Notable for the 50 Classics book series, Tom Butler-Bowdon, often described as “a true scholar of this type of literature,” gives commentaries on the classic works in the personal development field.
After reading his first personal development book at the age of 25 (Stephen Covey’s The 7 Habits of Highly Effective People), Bowden became captivated by this type of literature, and at the age of 30, he was ready to identify and communicate the characteristics of personal success based on his own analysis of the concepts and literature in the self-development field. That’s how 50 Classics came into existence.
The first book in the series, the bestselling 50 Self-Help Classics, won the 2004 Benjamin Franklin Award (US) for the Psychology/Self-Help category.
50 Classics Book Series
- 50 Self-Help Classics (2003),
- 50 Success Classics (2004),
- 50 Spiritual Classics (2005),
- 50 Psychology Classics (2007) and
- 50 Prosperity Classics (2008).
50 Self-Help Classics
50 Self-Help Classics is concerned with the search for authentic happiness and a sense of purpose.
“This book identifies some of the most useful ideas from writings specifically devoted to personal transformation – from inside out.”

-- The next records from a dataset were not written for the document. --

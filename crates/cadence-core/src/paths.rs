use std::path::{Path, PathBuf};

use crate::config::WorkspaceConfig;
use crate::types::slugify;

/// Resolved on-disk layout.
///
/// ```text
/// <root>/logs/tasks/<slug>.log       per-task log
/// <root>/logs/services/<name>.log    service logs
/// <root>/exec/tasks/<slug>.bin       compiled task artifacts
/// <tasks_dir>/<task name>/           task sources
/// ```
#[derive(Debug, Clone, PartialEq, Eq)]
pub struct WorkspacePaths {
    root: PathBuf,
    tasks_dir: PathBuf,
}

impl WorkspacePaths {
    pub fn new(root: impl Into<PathBuf>, tasks_dir: impl Into<PathBuf>) -> Self {
        Self {
            root: root.into(),
            tasks_dir: tasks_dir.into(),
        }
    }

    pub fn from_config(config: &WorkspaceConfig) -> Self {
        Self::new(&config.root, &config.tasks_dir)
    }

    pub fn root(&self) -> &Path {
        &self.root
    }

    pub fn tasks_dir(&self) -> &Path {
        &self.tasks_dir
    }

    pub fn task_log_dir(&self) -> PathBuf {
        self.root.join("logs").join("tasks")
    }

    pub fn service_log_dir(&self) -> PathBuf {
        self.root.join("logs").join("services")
    }

    pub fn task_exec_dir(&self) -> PathBuf {
        self.root.join("exec").join("tasks")
    }

    pub fn service_log(&self, service: &str) -> PathBuf {
        self.service_log_dir().join(format!("{service}.log"))
    }

    pub fn task_log(&self, task_name: &str) -> PathBuf {
        self.task_log_dir()
            .join(format!("{}.log", slugify(task_name)))
    }

    /// Artifact path for a task. Deterministic in the task name so rebuilding
    /// a task overwrites its previous artifact.
    pub fn task_executable(&self, task_name: &str) -> PathBuf {
        self.task_exec_dir()
            .join(format!("{}.bin", slugify(task_name)))
    }

    /// Source directory for a task (not validated here).
    pub fn task_source(&self, task_name: &str) -> PathBuf {
        self.tasks_dir.join(task_name)
    }

    /// Create every directory cadence writes into. Idempotent.
    pub fn ensure_dirs(&self) -> std::io::Result<()> {
        for dir in [
            self.task_log_dir(),
            self.service_log_dir(),
            self.task_exec_dir(),
        ] {
            std::fs::create_dir_all(dir)?;
        }
        Ok(())
    }
}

Even if you already have an idea of what self-help is, this book will help you expand your understanding and knowledge by the range of titles and authors covered on its pages. The common threads running through the 50 self-help classics are:
- refusal to accept unhappiness,
- acknowledgement of life difficulties and avoidance of being defined by them,
- deciding what we will think and not letting the environment or genes to determine our path.
50 Success Classics
50 Success Classics is about authentic and meaningful achievement.

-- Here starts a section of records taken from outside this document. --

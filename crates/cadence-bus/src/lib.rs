//! `cadence-bus`: the control channel used to stop, disable or delete a live
//! task.
//!
//! One TCP connection carries exactly one newline-terminated JSON object.
//! Senders dial the push port (8005 by default); the consuming scheduler
//! listens on the pull port (8006). The listener and what it does with a
//! command live in the scheduler, not here.

pub mod client;
pub mod error;
pub mod message;

pub use client::BusClient;
pub use error::{BusError, Result};
pub use message::{BusMessage, Command};
//! `cadence-core`: configuration, workspace layout and identifiers shared by
//! every cadence crate.

pub mod config;
pub mod error;
pub mod paths;
pub mod types;

pub use config::CadenceConfig;
pub use error::{CadenceError, Result};
pub use paths::WorkspacePaths;
pub use types::{slugify, TaskId};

“This is why the term authentic is used: doing something or becoming something that expresses your full personality and abilities in the most noble way. Success is not an event or a result in isolation, but an expression of the best that is within you.”

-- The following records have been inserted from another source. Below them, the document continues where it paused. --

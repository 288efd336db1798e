//! Reading and removing per-task log files.

use std::fs::File;
use std::io::{ErrorKind, Read, Seek, SeekFrom};
use std::path::Path;

use tracing::{debug, warn};

use crate::error::Result;

/// Lines returned by a log tail unless the caller asks otherwise.
pub const DEFAULT_TAIL_LINES: usize = 100;

/// Only this many bytes from the end of a log are ever read.
pub const TAIL_WINDOW_BYTES: u64 = 10 * 1024;

/// Last `max_lines` lines of the log at `path`, oldest first.
///
/// Reads at most [`TAIL_WINDOW_BYTES`] from the end of the file. When the
/// window starts mid-file the first, partial line is dropped. Invalid UTF-8
/// is replaced rather than rejected.
pub fn tail_lines(path: &Path, max_lines: usize) -> Result<Vec<String>> {
    let mut file = File::open(path)?;
    let size = file.metadata()?.len();
    let start = size.saturating_sub(TAIL_WINDOW_BYTES);
    file.seek(SeekFrom::Start(start))?;

    let mut buf = Vec::with_capacity((size - start) as usize);
    file.read_to_end(&mut buf)?;
    let text = String::from_utf8_lossy(&buf);

    let mut lines: Vec<&str> = text.lines().collect();
    if start > 0 && !lines.is_empty() {
        lines.remove(0);
    }
    let skip = lines.len().saturating_sub(max_lines);
    Ok(lines[skip..].iter().map(|l| l.to_string()).collect())
}

/// Remove a task's log file. A file that is already gone is only logged.
pub fn remove_log(path: &Path) -> Result<()> {
    match std::fs::remove_file(path) {
        Ok(()) => {
            debug!(path = %path.display(), "task log removed");
            Ok(())
        }
        Err(e) if e.kind() == ErrorKind::NotFound => {
            warn!(path = %path.display(), "task log already absent");
            Ok(())
        }
        Err(e) => Err(e.into()),
    }
}

#[cfg(test)]
mod tests {
    use super::*;
    use std::io::Write;

    #[test]
    fn short_log_is_returned_whole() {
        let dir = tempfile::tempdir().unwrap();
        let path = dir.path().join("t.log");
        std::fs::write(&path, "one\ntwo\nthree\n").unwrap();
        assert_eq!(tail_lines(&path, 100).unwrap(), vec!["one", "two", "three"]);
        assert_eq!(tail_lines(&path, 2).unwrap(), vec!["two", "three"]);
    }

    #[test]
    fn long_log_keeps_only_the_last_lines() {
        let dir = tempfile::tempdir().unwrap();
        let path = dir.path().join("t.log");
        let mut f = File::create(&path).unwrap();
        for i in 0..5_000 {
            writeln!(f, "line {i}").unwrap();
        }
        drop(f);

        let lines = tail_lines(&path, DEFAULT_TAIL_LINES).unwrap();
        assert_eq!(lines.len(), DEFAULT_TAIL_LINES);
        assert_eq!(lines.first().unwrap(), "line 4900");
        assert_eq!(lines.last().unwrap(), "line 4999");
    }

    #[test]
    fn window_drops_the_partial_first_line() {
        let dir = tempfile::tempdir().unwrap();
        let path = dir.path().join("t.log");
        let long = "x".repeat(TAIL_WINDOW_BYTES as usize);
        std::fs::write(&path, format!("{long}\nlast\n")).unwrap();
        assert_eq!(tail_lines(&path, 10).unwrap(), vec!["last"]);
    }

    #[test]
    fn empty_log_has_no_lines() {
        let dir = tempfile::tempdir().unwrap();
        let path = dir.path().join("t.log");
        std::fs::write(&path, "").unwrap();
        assert!(tail_lines(&path, 10).unwrap().is_empty());
    }

    #[test]
    fn removing_a_missing_log_is_not_an_error() {
        let dir = tempfile::tempdir().unwrap();
        let path = dir.path().join("gone.log");
        remove_log(&path).unwrap();
        std::fs::write(&path, "x").unwrap();
        remove_log(&path).unwrap();
        assert!(!path.exists());
    }
}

Besides authentic achievement, this book is about characteristics of successful people, such as optimism, a definite aim, purpose, or vision, willingness to work, discipline, an integrated mind, prolific reading, risk taking, realizing the power of expectation, mastery and well-roundedness.
Titles covered in this book are divided into four categories: motivation, fulfilling your potential, prosperity and leadership.
50 Spiritual Classics
50 Spiritual Classics is not meant to be a survey of the world’s religions. It provides a list of old or ancient writings next to bestsellers of modern times. Additional books of similar nature or connected theme are mentioned at the beginning of each commentary.
“The spiritual literature is a treasury of collective wisdom, at least equal to the great libraries of science, philosophy, poetry, or fiction.”
The themes in the literature covered in the book(s) are:
- great spiritual lives, such as Muhammad Asad, St. Augustine, Herman Hesse, W. Somerset Maugham, etc.,
- practical spirituality (M. Ghandi, Kahlil Gibran, Miguel Ruiz, Eckhart Tolle, etc.),
- the great variety of experience (Epictetus, William James, Carl Gustav Jung, C.S. Lewis, etc.),
- humanity’s spiritual evolution.
50 Spiritual Classics is concerned with divining a life purpose, loss of the little self, living in the present, and perceiving beyond duality.
50 Psychology Classics
What motivates us, what makes us feel and act in certain ways, how our brains work, and how we create a sense of self? 50 Psychology Classics provides us with a deeper awareness in these fields, helping us to gain self-knowledge, a better understanding of human nature, improved relationships and increased effectiveness.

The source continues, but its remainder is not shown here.